는 미리 빌드된 이미지를 먼저 시도하고 필요할 때 로컬 빌드로 자동 전환합니다.

http://localhost:8888 을 엽니다 — 그것이 전부입니다. Docker 와 Podman (자동 감지) 모두 지원됩니다.

빈도: 🔥 = 면접에서 매우 유력, ⭐ = 자주 묻는 질문, 💡 = 새로운 / 차별화 요소

ML 코딩 면접의 기본. torch.nn 을 사용하지 않고 작성할 것을 요구받습니다.

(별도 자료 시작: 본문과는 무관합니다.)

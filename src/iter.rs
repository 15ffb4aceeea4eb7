//! Slice adapters over the scheduler.
//!
//! Extension traits that map slice elements onto `parallel_for_chunked`,
//! picking a chunk size from the pool width so each thread gets a few
//! claims' worth of work.

use crate::Scheduler;

/// A mutable slice stripped of its borrow so it can be shared with the
/// pool. Sound only because the scheduler hands each index to exactly one
/// callback invocation, so no element is ever touched from two threads.
struct UnsafeSlice<T> {
    ptr: *mut [T],
}

unsafe impl<T> Send for UnsafeSlice<T> {}
unsafe impl<T> Sync for UnsafeSlice<T> {}

impl<T> UnsafeSlice<T> {
    fn new(slice: &mut [T]) -> Self {
        Self {
            ptr: slice as *mut [T],
        }
    }

    /// # Safety
    ///
    /// No other thread may hold a reference to element `index` while the
    /// returned borrow is live.
    unsafe fn get_mut<'a>(&self, index: usize) -> &'a mut T {
        unsafe { &mut (*self.ptr)[index] }
    }
}

// Deriving these would demand T: Copy.
impl<T> Copy for UnsafeSlice<T> {}
impl<T> Clone for UnsafeSlice<T> {
    fn clone(&self) -> Self {
        *self
    }
}

fn chunk_for(scheduler: &Scheduler, len: usize) -> i64 {
    // A few chunks per pool thread keeps claims rare while still letting
    // the pool balance uneven element costs.
    ((len / (scheduler.max_thread_index() * 4)).max(1)) as i64
}

pub trait ParallelSlice<T> {
    fn par_iter<'a>(&'a self, scheduler: &'a Scheduler) -> ParallelIter<'a, T>;
}

pub trait ParallelSliceMut<T> {
    fn par_iter_mut<'a>(&'a mut self, scheduler: &'a Scheduler) -> ParallelIterMut<'a, T>;
}

impl<T: Sync> ParallelSlice<T> for [T] {
    fn par_iter<'a>(&'a self, scheduler: &'a Scheduler) -> ParallelIter<'a, T> {
        ParallelIter {
            slice: self,
            scheduler,
        }
    }
}

impl<T: Send> ParallelSliceMut<T> for [T] {
    fn par_iter_mut<'a>(&'a mut self, scheduler: &'a Scheduler) -> ParallelIterMut<'a, T> {
        ParallelIterMut {
            slice: self,
            scheduler,
        }
    }
}

pub struct ParallelIter<'a, T> {
    slice: &'a [T],
    scheduler: &'a Scheduler,
}

impl<'a, T: Sync> ParallelIter<'a, T> {
    pub fn for_each<F>(self, op: F)
    where
        F: Fn(&T) + Sync,
    {
        let len = self.slice.len();
        let slice = self.slice;
        // Loop callbacks borrow from this frame, so no 'static hoops: the
        // drain blocks until every index has run.
        self.scheduler
            .parallel_for_chunked(len as i64, chunk_for(self.scheduler, len), |i| {
                op(&slice[i as usize]);
            });
    }
}

pub struct ParallelIterMut<'a, T> {
    slice: &'a mut [T],
    scheduler: &'a Scheduler,
}

impl<'a, T: Send> ParallelIterMut<'a, T> {
    pub fn for_each<F>(self, op: F)
    where
        F: Fn(&mut T) + Sync,
    {
        let len = self.slice.len();
        let slice = UnsafeSlice::new(self.slice);
        self.scheduler
            .parallel_for_chunked(len as i64, chunk_for(self.scheduler, len), |i| {
                // Safety: each index is visited exactly once, so access
                // through the slice is disjoint.
                let item = unsafe { slice.get_mut(i as usize) };
                op(item);
            });
    }
}

#[cfg(test)]
mod tests {
    use super::*;
    use std::sync::atomic::{AtomicU64, Ordering};

    #[test]
    fn test_par_iter_reads_every_element() {
        let mut scheduler = Scheduler::new(4);
        scheduler.init();

        let data: Vec<u64> = (0..1000).collect();
        let sum = AtomicU64::new(0);
        data.par_iter(&scheduler).for_each(|v| {
            sum.fetch_add(*v, Ordering::Relaxed);
        });

        assert_eq!(sum.load(Ordering::Relaxed), 499_500);
        scheduler.shutdown().expect("shutdown failed");
    }

    #[test]
    fn test_par_iter_mut_writes_every_element() {
        let mut scheduler = Scheduler::new(4);
        scheduler.init();

        let mut data = vec![0u64; 512];
        data.par_iter_mut(&scheduler).for_each(|v| *v += 7);

        assert!(data.iter().all(|&v| v == 7));
        scheduler.shutdown().expect("shutdown failed");
    }

    #[test]
    fn test_par_iter_on_serial_scheduler() {
        let scheduler = Scheduler::new(1);
        let mut data = vec![1u64; 64];
        data.par_iter_mut(&scheduler).for_each(|v| *v *= 2);
        assert!(data.iter().all(|&v| v == 2));
    }
}
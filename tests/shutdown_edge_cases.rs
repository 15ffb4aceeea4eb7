use parloop::Scheduler;
use std::sync::atomic::{AtomicU64, Ordering};

#[test]
fn test_double_shutdown_is_a_no_op() {
    let mut scheduler = Scheduler::new(2);
    scheduler.init();
    scheduler.shutdown().expect("first shutdown failed");
    // Second call has no threads left to stop.
    scheduler.shutdown().expect("second shutdown failed");
}

#[test]
fn test_shutdown_without_init_is_a_no_op() {
    let mut scheduler = Scheduler::new(2);
    scheduler.shutdown().expect("shutdown of idle scheduler failed");
}

#[test]
fn test_drop_joins_workers() {
    // Drop must shut the pool down cleanly without an explicit call.
    let mut scheduler = Scheduler::new(4);
    scheduler.init();
    scheduler.parallel_for(100, |_| {});
    drop(scheduler);
}

#[test]
fn test_pool_usable_across_reinit() {
    let mut scheduler = Scheduler::new(3);

    scheduler.init();
    let first = AtomicU64::new(0);
    scheduler.parallel_for(200, |_| {
        first.fetch_add(1, Ordering::Relaxed);
    });
    scheduler.shutdown().expect("shutdown failed");

    // Serial between the two pool lifetimes.
    let between = AtomicU64::new(0);
    scheduler.parallel_for(10, |_| {
        between.fetch_add(1, Ordering::Relaxed);
    });

    scheduler.init();
    let second = AtomicU64::new(0);
    scheduler.parallel_for(200, |_| {
        second.fetch_add(1, Ordering::Relaxed);
    });
    scheduler.shutdown().expect("shutdown failed");

    assert_eq!(first.load(Ordering::Relaxed), 200);
    assert_eq!(between.load(Ordering::Relaxed), 10);
    assert_eq!(second.load(Ordering::Relaxed), 200);
}
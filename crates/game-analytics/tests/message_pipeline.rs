//! # Message Pipeline Tests
//!
//! End-to-end checks of the public API against an in-memory sender:
//!
//! 1. **Reference vector** - byte-exact body and signature for a known payload
//! 2. **Round-trip** - gunzip + parse of the sent body reproduces the payload
//! 3. **Sharing** - many messages sent concurrently from one client

use std::io::Read;
use std::sync::Arc;

use base64::{engine::general_purpose, Engine as _};
use flate2::read::GzDecoder;
use game_analytics::test_utils::RecordingSender;
use game_analytics::{Client, EventCategory, Message};
use proptest::prelude::*;
use serde_json::{json, Map, Value};

// =============================================================================
// TEST HELPERS
// =============================================================================

fn make_client() -> Client<RecordingSender> {
    Client::with_sender("aaaaa", "bbbbb", RecordingSender::new()).unwrap()
}

fn gunzip_json(body: &[u8]) -> Value {
    let mut plain = Vec::new();
    GzDecoder::new(body).read_to_end(&mut plain).unwrap();
    serde_json::from_slice(&plain).unwrap()
}

fn runtime() -> tokio::runtime::Runtime {
    tokio::runtime::Builder::new_current_thread()
        .build()
        .unwrap()
}

// =============================================================================
// REFERENCE VECTOR
// =============================================================================

#[tokio::test]
async fn test_reference_body_and_signature() {
    let client = make_client();
    let mut message = Message::new("http://www.example.com/", &client);
    message.set_field("foo", "bar");

    let response = message.send().await.unwrap();
    assert_eq!(response.status, 200);

    let requests = client.sender().requests();
    assert_eq!(requests.len(), 1);
    assert_eq!(
        general_purpose::STANDARD.encode(requests[0].body()),
        "H4sIAAAAAAAAA6tWSsvPV7JSSkosUqoFAO/1K/4NAAAA"
    );
    assert_eq!(
        requests[0].header("Authorization"),
        Some("2Isi0VhuV8oniANJzAZVBEZ3DSAKmP0hQrVh3jbUNaQ=")
    );
}

#[test]
fn test_build_request_matches_sent_request() {
    let client = make_client();
    let message = client.progression().with_field("event_id", "Complete:World01");

    let built = message.build_request().unwrap();
    runtime().block_on(message.send()).unwrap();

    assert_eq!(client.sender().requests(), vec![built]);
}

// =============================================================================
// ENDPOINTS & CATEGORIES
// =============================================================================

#[test]
fn test_every_category_targets_events() {
    let client = make_client();

    for category in EventCategory::ALL {
        let message = client.event_category(category);
        assert_eq!(
            message.endpoint(),
            "https://api.gameanalytics.com/v2/aaaaa/events"
        );
        assert_eq!(*message.payload(), json!({ "category": category.as_str() }));
    }
}

#[test]
fn test_sandbox_is_captured_at_creation() {
    let client = make_client();
    let before = client.resource();
    client.set_sandbox(true);
    let after = client.resource();
    client.set_sandbox(false);

    assert!(before.endpoint().starts_with("https://api.gameanalytics.com/"));
    assert!(after.endpoint().starts_with("https://sandbox-api.gameanalytics.com/"));
}

// =============================================================================
// SHARING
// =============================================================================

#[tokio::test(flavor = "multi_thread", worker_threads = 4)]
async fn test_concurrent_sends_from_shared_client() {
    let client = Arc::new(make_client());

    let mut handles = Vec::new();
    for i in 0..16 {
        let client = Arc::clone(&client);
        handles.push(tokio::spawn(async move {
            client
                .design()
                .with_field("event_id", format!("Level:{i}"))
                .send()
                .await
                .map(|response| response.status)
        }));
    }

    for handle in handles {
        assert_eq!(handle.await.unwrap().unwrap(), 200);
    }

    let mut event_ids: Vec<String> = client
        .sender()
        .requests()
        .iter()
        .map(|request| gunzip_json(request.body())["event_id"].as_str().unwrap().to_string())
        .collect();
    event_ids.sort();
    let mut expected: Vec<String> = (0..16).map(|i| format!("Level:{i}")).collect();
    expected.sort();
    assert_eq!(event_ids, expected);
}

// =============================================================================
// ROUND-TRIP
// =============================================================================

fn json_leaf() -> impl Strategy<Value = Value> {
    prop_oneof![
        Just(Value::Null),
        any::<bool>().prop_map(Value::Bool),
        any::<i64>().prop_map(Value::from),
        "[ -~]{0,16}".prop_map(Value::String),
    ]
}

fn json_value() -> impl Strategy<Value = Value> {
    json_leaf().prop_recursive(3, 24, 4, |inner| {
        prop_oneof![
            proptest::collection::vec(inner.clone(), 0..4).prop_map(Value::Array),
            proptest::collection::vec(("[a-z]{1,6}", inner), 0..4)
                .prop_map(|entries| Value::Object(entries.into_iter().collect::<Map<_, _>>())),
        ]
    })
}

proptest! {
    #![proptest_config(ProptestConfig::with_cases(64))]

    #[test]
    fn prop_sent_body_round_trips_to_payload(
        fields in proptest::collection::vec(("[a-z_]{1,10}", json_value()), 0..8)
    ) {
        let client = make_client();
        let message = client.init().with_fields(fields);
        let expected = message.payload().to_value();

        runtime().block_on(message.send()).unwrap();

        let requests = client.sender().requests();
        prop_assert_eq!(requests.len(), 1);
        prop_assert_eq!(gunzip_json(requests[0].body()), expected);
    }
}
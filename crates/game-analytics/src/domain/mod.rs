//! Domain Layer
//!
//! Pure message-building logic with no I/O:
//!
//! - `endpoint`: production/sandbox URL templating
//! - `category`: event categories for the `events` endpoint
//! - `payload`: ordered field accumulation
//! - `finite`: NaN/infinity rejection for serializable values
//! - `signing`: gzip + HMAC-SHA256 + base64
//! - `request`: signed `OutgoingRequest` assembly

pub mod category;
pub mod endpoint;
pub mod finite;
pub mod payload;
pub mod request;
pub mod signing;

pub use category::EventCategory;
pub use endpoint::{
    build_endpoint, ApiSegment, Environment, API_ENDPOINT, API_ENDPOINT_SANDBOX, API_VERSION,
};
pub use payload::{FieldValue, Payload};
pub use request::OutgoingRequest;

#	Problem	What You'll Implement
1	ReLU	`relu(x)`
🔥	Activation functions, element-wise ops
2	Softmax	`my_softmax(x, dim)`
🔥	Numerical stability, exp/log tricks
16	Cross-Entropy Loss	`cross_entropy_loss(logits, targets)`
🔥	Log-softmax, logsumexp trick
17	Dropout	`MyDropout` (nn.Module)
🔥	Train/eval mode, inverted scaling
18	Embedding	`MyEmbedding` (nn.Module)
🔥	Lookup table, `weight[indices]`

LLM 또는 Transformer 관련 역할을 인터뷰할 경우, 이 중 적어도 하나는 반드시 등장합니다.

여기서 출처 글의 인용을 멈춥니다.